TASK DESCRIPTION: The records need to be set down again exactly as they appear.

RECORDS SUPPLIED:
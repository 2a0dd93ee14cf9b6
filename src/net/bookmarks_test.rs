#![cfg(not(feature = "web"))]

use super::*;

fn sample_config() -> Config {
    Config::new("https://demo.supabase.co", "anon-key")
}

fn sample_session() -> Session {
    Session {
        user_id: "u-1".to_owned(),
        access_token: "token".to_owned(),
    }
}

// =============================================================
// Input validation
// =============================================================

#[test]
fn validate_trims_and_accepts_non_empty_fields() {
    let (url, title) = validate_bookmark_input("  https://example.com  ", " Example ").unwrap();
    assert_eq!(url, "https://example.com");
    assert_eq!(title, "Example");
}

#[test]
fn validate_rejects_an_empty_url_after_trimming() {
    let err = validate_bookmark_input("   ", "Example").unwrap_err();
    assert_eq!(err.message(), VALIDATION_MESSAGE);
}

#[test]
fn validate_rejects_an_empty_title_after_trimming() {
    let err = validate_bookmark_input("https://example.com", "\t\n").unwrap_err();
    assert_eq!(err.message(), VALIDATION_MESSAGE);
}

#[test]
fn validate_does_not_check_url_shape() {
    assert!(validate_bookmark_input("not a url", "still fine").is_ok());
}

// =============================================================
// Query strings
// =============================================================

#[test]
fn list_query_scopes_by_owner_and_orders_newest_first() {
    assert_eq!(
        list_query("u-1"),
        "select=id,url,title,created_at,user_id&user_id=eq.u-1&order=created_at.desc"
    );
}

#[test]
fn delete_query_filters_by_row_id() {
    assert_eq!(delete_query("b-9"), "id=eq.b-9");
}

// =============================================================
// Error messages
// =============================================================

#[test]
fn error_message_surfaces_the_service_message_verbatim() {
    let body = r#"{"code": "23505", "message": "duplicate key value"}"#;
    assert_eq!(error_message(409, body), "duplicate key value");
}

#[test]
fn error_message_falls_back_to_a_status_line() {
    assert_eq!(error_message(502, "<html>bad gateway</html>"), "request failed: 502");
    assert_eq!(error_message(500, r#"{"hint": null}"#), "request failed: 500");
}

// =============================================================
// Insert short-circuit ordering
// =============================================================

#[test]
fn insert_with_blank_fields_fails_validation_before_any_remote_work() {
    let err = futures::executor::block_on(insert(
        &sample_config(),
        &sample_session(),
        "  ",
        "Example",
    ))
    .unwrap_err();
    assert_eq!(err.message(), VALIDATION_MESSAGE);
}

#[test]
fn insert_with_valid_fields_reaches_the_transport_layer() {
    // Outside the browser the transport is inert, which distinguishes the
    // validation short-circuit from an attempted remote call.
    let err = futures::executor::block_on(insert(
        &sample_config(),
        &sample_session(),
        "https://example.com",
        "Example",
    ))
    .unwrap_err();
    assert_eq!(err.message(), "not available outside the browser");
}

RESPONSE AREA:
repository 2a0dd93ee14cf9b6
filename src/net/bookmarks_test.rs
#![cfg(not(feature = "web"))]

use super::*;

fn sample_config() -> Config {
    Config::new("https://demo.supabase.co", "anon-key")
}

fn sample_session() -> Session {
    Session {
        user_id: "u-1".to_owned(),
        access_token: "token".to_owned(),
    }
}

// =============================================================
// Input validation
// =============================================================

#[test]
fn validate_trims_and_accepts_non_empty_fields() {
    let (url, title) = validate_bookmark_input("  https://example.com  ", " Example ").unwrap();
    assert_eq!(url, "https://example.com");
    assert_eq!(title, "Example");
}

#[test]
fn validate_rejects_an_empty_url_after_trimming() {
    let err = validate_bookmark_input("   ", "Example").unwrap_err();
    assert_eq!(err.message(), VALIDATION_MESSAGE);
}

#[test]
fn validate_rejects_an_empty_title_after_trimming() {
    let err = validate_bookmark_input("https://example.com", "\t\n").unwrap_err();
    assert_eq!(err.message(), VALIDATION_MESSAGE);
}

#[test]
fn validate_does_not_check_url_shape() {
    assert!(validate_bookmark_input("not a url", "still fine").is_ok());
}

// =============================================================
// Query strings
// =============================================================

#[test]
fn list_query_scopes_by_owner_and_orders_newest_first() {
    assert_eq!(
        list_query("u-1"),
        "select=id,url,title,created_at,user_id&user_id=eq.u-1&order=created_at.desc"
    );
}

#[test]
fn delete_query_filters_by_row_id() {
    assert_eq!(delete_query("b-9"), "id=eq.b-9");
}

// =============================================================
// Error messages
// =============================================================

#[test]
fn error_message_surfaces_the_service_message_verbatim() {
    let body = r#"{"code": "23505", "message": "duplicate key value"}"#;
    assert_eq!(error_message(409, body), "duplicate key value");
}

#[test]
fn error_message_falls_back_to_a_status_line() {
    assert_eq!(error_message(502, "<html>bad gateway</html>"), "request failed: 502");
    assert_eq!(error_message(500, r#"{"hint": null}"#), "request failed: 500");
}

// =============================================================
// Insert short-circuit ordering
// =============================================================

#[test]
fn insert_with_blank_fields_fails_validation_before_any_remote_work() {
    let err = futures::executor::block_on(insert(
        &sample_config(),
        &sample_session(),
        "  ",
        "Example",
    ))
    .unwrap_err();
    assert_eq!(err.message(), VALIDATION_MESSAGE);
}

#[test]
fn insert_with_valid_fields_reaches_the_transport_layer() {
    // Outside the browser the transport is inert, which distinguishes the
    // validation short-circuit from an attempted remote call.
    let err = futures::executor::block_on(insert(
        &sample_config(),
        &sample_session(),
        "https://example.com",
        "Example",
    ))
    .unwrap_err();
    assert_eq!(err.message(), "not available outside the browser");
}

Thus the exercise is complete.